WORK REQUEST ▸
Before answering, work out how many lines below contain the string "ambiguities"; the reply is that number alone.

INFORMATION ▸
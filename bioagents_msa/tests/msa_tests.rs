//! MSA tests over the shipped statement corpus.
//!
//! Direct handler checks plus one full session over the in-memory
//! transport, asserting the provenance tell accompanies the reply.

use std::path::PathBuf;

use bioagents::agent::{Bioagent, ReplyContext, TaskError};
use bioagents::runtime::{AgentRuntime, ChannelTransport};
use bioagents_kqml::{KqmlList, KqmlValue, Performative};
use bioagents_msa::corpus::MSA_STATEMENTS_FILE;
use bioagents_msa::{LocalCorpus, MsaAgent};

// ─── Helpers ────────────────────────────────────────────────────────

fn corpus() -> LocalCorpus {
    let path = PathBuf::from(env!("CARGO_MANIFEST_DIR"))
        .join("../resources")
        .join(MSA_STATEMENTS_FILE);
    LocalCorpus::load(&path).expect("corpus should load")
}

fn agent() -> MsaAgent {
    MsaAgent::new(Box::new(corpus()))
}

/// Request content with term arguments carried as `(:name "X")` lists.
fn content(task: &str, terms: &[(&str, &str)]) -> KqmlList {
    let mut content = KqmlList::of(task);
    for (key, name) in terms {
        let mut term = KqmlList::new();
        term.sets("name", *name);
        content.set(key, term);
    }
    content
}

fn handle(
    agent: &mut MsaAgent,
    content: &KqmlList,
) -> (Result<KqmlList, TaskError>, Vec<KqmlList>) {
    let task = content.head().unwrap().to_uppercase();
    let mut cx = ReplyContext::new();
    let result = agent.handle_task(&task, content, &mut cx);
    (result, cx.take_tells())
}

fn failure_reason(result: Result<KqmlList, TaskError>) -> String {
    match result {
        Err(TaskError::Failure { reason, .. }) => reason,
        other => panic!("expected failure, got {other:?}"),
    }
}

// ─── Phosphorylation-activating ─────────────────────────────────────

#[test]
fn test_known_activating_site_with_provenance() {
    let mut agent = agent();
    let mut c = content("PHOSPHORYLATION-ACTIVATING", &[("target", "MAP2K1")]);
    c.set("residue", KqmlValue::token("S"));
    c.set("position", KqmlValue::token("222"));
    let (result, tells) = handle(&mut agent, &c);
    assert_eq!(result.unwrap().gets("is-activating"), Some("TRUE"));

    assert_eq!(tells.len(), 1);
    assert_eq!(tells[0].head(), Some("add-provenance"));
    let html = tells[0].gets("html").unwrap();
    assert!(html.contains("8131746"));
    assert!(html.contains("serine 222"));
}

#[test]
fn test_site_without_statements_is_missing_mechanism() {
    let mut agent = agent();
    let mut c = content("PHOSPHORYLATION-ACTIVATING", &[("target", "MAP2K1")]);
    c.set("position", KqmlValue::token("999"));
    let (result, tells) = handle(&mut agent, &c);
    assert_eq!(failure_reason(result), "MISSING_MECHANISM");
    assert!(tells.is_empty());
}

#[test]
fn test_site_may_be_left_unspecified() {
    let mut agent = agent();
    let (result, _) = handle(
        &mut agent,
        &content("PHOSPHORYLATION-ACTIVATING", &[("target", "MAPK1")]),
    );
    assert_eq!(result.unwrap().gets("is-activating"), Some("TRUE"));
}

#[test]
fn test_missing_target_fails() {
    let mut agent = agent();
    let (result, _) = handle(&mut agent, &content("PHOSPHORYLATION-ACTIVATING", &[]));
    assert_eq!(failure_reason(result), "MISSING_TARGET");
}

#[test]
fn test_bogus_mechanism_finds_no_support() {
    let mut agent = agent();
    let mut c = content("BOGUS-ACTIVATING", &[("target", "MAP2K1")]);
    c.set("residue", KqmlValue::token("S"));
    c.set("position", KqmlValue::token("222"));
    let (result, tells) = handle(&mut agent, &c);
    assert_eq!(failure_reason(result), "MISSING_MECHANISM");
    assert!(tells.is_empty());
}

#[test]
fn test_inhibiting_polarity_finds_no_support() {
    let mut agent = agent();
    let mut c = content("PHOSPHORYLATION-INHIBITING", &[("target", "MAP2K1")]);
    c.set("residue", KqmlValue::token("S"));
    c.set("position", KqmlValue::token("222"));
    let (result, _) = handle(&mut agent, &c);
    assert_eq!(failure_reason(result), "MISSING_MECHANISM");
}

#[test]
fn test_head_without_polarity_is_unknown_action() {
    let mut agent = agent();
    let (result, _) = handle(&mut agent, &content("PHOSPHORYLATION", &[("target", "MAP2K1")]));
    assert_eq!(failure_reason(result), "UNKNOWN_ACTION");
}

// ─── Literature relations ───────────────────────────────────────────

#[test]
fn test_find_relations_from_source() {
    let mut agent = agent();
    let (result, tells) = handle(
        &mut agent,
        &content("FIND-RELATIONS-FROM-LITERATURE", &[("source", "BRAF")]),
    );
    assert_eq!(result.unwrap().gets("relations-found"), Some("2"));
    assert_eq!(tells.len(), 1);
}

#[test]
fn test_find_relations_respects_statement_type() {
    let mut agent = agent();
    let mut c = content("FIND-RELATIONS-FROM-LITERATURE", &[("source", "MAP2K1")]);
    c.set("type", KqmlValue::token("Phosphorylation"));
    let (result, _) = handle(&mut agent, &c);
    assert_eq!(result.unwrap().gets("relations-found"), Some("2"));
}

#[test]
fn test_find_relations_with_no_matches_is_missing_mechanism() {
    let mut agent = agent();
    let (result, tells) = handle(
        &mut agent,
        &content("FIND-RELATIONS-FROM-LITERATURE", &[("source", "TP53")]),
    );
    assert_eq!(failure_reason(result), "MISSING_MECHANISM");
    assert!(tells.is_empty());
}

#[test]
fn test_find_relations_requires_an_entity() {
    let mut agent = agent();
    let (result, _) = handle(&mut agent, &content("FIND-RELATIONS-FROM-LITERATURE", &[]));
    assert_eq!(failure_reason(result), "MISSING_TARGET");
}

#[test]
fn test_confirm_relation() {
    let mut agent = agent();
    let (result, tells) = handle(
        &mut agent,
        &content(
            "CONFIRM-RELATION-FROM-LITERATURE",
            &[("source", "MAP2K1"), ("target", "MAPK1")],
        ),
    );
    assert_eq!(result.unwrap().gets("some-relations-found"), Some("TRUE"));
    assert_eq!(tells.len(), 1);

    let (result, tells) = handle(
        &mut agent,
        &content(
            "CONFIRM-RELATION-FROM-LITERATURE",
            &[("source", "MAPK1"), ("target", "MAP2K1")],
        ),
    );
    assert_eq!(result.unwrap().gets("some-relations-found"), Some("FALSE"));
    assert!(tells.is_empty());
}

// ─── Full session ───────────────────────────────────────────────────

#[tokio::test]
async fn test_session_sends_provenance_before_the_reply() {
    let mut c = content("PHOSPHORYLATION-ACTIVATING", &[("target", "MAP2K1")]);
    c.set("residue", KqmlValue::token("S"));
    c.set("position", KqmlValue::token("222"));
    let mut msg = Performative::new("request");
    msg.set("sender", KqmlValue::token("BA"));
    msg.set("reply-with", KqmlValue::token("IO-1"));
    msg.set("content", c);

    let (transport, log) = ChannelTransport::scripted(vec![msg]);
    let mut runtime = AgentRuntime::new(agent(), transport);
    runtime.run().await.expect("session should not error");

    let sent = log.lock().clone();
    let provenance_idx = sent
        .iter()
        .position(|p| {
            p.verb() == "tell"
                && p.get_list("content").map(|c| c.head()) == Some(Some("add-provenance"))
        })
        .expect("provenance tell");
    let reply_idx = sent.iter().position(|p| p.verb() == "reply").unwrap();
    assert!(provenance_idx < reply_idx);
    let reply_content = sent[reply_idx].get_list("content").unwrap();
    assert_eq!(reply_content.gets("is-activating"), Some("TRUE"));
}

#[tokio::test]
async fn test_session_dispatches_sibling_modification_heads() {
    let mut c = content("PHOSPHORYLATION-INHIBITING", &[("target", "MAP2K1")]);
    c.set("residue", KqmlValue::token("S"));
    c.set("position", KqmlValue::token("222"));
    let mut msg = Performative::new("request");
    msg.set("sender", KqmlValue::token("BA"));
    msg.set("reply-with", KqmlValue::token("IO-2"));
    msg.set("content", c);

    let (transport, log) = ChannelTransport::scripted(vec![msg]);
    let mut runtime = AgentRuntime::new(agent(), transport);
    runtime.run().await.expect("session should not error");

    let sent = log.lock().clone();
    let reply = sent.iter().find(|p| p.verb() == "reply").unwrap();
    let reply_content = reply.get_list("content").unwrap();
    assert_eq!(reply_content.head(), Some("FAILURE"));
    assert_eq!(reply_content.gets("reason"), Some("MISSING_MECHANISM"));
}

--

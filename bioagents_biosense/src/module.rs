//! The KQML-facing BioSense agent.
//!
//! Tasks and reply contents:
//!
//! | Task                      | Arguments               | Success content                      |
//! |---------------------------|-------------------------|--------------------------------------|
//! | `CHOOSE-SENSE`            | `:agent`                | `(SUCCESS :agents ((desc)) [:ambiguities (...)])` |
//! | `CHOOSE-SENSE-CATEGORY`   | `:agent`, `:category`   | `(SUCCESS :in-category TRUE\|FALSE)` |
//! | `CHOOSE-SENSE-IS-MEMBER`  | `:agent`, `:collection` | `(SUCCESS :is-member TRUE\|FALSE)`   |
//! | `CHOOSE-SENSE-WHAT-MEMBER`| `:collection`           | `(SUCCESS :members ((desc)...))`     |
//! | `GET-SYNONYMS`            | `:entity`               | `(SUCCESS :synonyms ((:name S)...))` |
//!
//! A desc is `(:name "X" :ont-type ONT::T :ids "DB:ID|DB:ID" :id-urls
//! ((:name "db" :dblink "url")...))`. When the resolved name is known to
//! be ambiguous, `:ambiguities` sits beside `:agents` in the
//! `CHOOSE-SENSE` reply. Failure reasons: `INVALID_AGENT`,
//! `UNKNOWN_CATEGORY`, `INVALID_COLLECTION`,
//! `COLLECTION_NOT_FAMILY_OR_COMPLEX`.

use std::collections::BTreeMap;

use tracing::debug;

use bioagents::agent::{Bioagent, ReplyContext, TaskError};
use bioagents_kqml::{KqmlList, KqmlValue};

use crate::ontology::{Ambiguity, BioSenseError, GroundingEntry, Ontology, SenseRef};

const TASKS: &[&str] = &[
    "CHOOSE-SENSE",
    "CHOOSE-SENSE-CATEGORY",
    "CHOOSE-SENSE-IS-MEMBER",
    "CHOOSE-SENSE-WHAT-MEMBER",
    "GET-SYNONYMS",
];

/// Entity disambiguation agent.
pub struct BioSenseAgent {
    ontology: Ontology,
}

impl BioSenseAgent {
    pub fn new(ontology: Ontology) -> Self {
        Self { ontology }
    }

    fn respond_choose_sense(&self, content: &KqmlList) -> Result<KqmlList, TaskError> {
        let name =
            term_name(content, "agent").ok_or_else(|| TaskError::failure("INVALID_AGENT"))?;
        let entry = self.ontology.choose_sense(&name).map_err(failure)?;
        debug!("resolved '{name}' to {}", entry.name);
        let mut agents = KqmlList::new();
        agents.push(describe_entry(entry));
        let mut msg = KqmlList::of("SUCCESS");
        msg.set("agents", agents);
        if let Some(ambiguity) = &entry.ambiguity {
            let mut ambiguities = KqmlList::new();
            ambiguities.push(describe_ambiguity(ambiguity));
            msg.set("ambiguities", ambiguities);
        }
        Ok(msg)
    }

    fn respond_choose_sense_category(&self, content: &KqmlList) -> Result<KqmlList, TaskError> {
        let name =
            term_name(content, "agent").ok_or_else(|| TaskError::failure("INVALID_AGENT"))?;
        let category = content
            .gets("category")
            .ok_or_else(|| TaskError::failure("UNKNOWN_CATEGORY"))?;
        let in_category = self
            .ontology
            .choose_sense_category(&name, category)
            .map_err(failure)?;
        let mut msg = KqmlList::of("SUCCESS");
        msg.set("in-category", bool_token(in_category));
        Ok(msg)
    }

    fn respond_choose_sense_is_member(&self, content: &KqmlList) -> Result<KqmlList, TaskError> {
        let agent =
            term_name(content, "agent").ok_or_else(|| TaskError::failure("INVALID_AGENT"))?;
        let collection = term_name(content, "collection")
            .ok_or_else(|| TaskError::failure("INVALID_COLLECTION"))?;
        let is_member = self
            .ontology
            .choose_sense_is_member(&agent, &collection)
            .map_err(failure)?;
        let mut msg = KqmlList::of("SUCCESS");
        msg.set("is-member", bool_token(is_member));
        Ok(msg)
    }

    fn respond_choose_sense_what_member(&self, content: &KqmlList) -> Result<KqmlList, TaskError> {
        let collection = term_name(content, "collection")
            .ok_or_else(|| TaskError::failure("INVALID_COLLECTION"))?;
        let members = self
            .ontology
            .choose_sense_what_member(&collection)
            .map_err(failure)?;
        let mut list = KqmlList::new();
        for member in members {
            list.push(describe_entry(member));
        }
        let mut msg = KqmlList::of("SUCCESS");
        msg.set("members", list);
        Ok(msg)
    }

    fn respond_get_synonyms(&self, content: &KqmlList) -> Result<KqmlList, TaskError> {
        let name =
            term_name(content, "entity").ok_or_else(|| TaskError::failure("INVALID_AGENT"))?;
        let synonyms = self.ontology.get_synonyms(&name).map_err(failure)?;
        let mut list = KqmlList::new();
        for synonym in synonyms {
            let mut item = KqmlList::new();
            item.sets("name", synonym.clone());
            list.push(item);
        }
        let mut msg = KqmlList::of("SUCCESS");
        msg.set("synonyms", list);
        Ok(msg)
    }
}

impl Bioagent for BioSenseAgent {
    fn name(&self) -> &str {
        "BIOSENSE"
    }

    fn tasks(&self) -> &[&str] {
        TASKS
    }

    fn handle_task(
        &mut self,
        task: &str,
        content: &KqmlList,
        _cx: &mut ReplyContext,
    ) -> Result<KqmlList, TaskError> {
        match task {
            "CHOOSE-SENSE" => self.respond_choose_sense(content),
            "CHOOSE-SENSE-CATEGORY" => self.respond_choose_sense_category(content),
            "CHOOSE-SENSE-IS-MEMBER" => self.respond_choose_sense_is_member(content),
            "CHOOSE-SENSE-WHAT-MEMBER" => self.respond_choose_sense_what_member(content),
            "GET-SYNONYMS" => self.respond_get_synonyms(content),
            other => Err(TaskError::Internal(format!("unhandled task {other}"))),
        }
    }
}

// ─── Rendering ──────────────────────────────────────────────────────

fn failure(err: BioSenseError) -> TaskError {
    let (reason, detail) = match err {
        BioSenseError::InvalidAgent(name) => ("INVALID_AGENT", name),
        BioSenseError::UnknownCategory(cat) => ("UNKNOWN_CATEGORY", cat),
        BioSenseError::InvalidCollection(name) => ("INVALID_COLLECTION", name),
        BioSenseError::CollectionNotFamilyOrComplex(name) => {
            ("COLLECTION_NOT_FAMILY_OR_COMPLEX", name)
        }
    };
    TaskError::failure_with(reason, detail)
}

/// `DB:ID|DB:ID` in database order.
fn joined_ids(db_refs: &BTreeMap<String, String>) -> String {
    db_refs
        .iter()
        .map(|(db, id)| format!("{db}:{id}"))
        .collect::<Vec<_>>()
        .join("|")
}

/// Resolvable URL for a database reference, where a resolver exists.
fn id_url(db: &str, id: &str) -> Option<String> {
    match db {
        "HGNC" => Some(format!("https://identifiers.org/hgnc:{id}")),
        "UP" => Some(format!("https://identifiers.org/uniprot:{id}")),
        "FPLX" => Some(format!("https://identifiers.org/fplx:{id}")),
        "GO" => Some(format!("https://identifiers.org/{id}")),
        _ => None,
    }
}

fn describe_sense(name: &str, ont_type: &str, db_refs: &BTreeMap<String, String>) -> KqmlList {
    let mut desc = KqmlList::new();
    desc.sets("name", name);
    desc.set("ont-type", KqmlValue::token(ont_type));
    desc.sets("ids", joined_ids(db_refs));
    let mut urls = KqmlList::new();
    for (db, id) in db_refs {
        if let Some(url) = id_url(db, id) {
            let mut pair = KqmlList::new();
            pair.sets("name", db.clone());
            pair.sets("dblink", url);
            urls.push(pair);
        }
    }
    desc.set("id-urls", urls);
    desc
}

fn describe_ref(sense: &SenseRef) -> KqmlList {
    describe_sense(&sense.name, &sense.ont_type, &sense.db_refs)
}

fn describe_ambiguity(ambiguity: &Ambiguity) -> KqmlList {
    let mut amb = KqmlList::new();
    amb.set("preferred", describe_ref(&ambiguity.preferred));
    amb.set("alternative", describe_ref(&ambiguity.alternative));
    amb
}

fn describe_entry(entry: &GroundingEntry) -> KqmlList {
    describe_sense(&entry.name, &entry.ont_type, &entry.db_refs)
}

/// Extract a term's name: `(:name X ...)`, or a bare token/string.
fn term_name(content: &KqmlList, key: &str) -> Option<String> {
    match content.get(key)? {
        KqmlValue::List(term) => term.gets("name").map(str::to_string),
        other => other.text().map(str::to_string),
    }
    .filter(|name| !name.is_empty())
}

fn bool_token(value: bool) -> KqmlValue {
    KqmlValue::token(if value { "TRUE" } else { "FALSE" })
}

RESULT OF THE EXERCISE ▸
5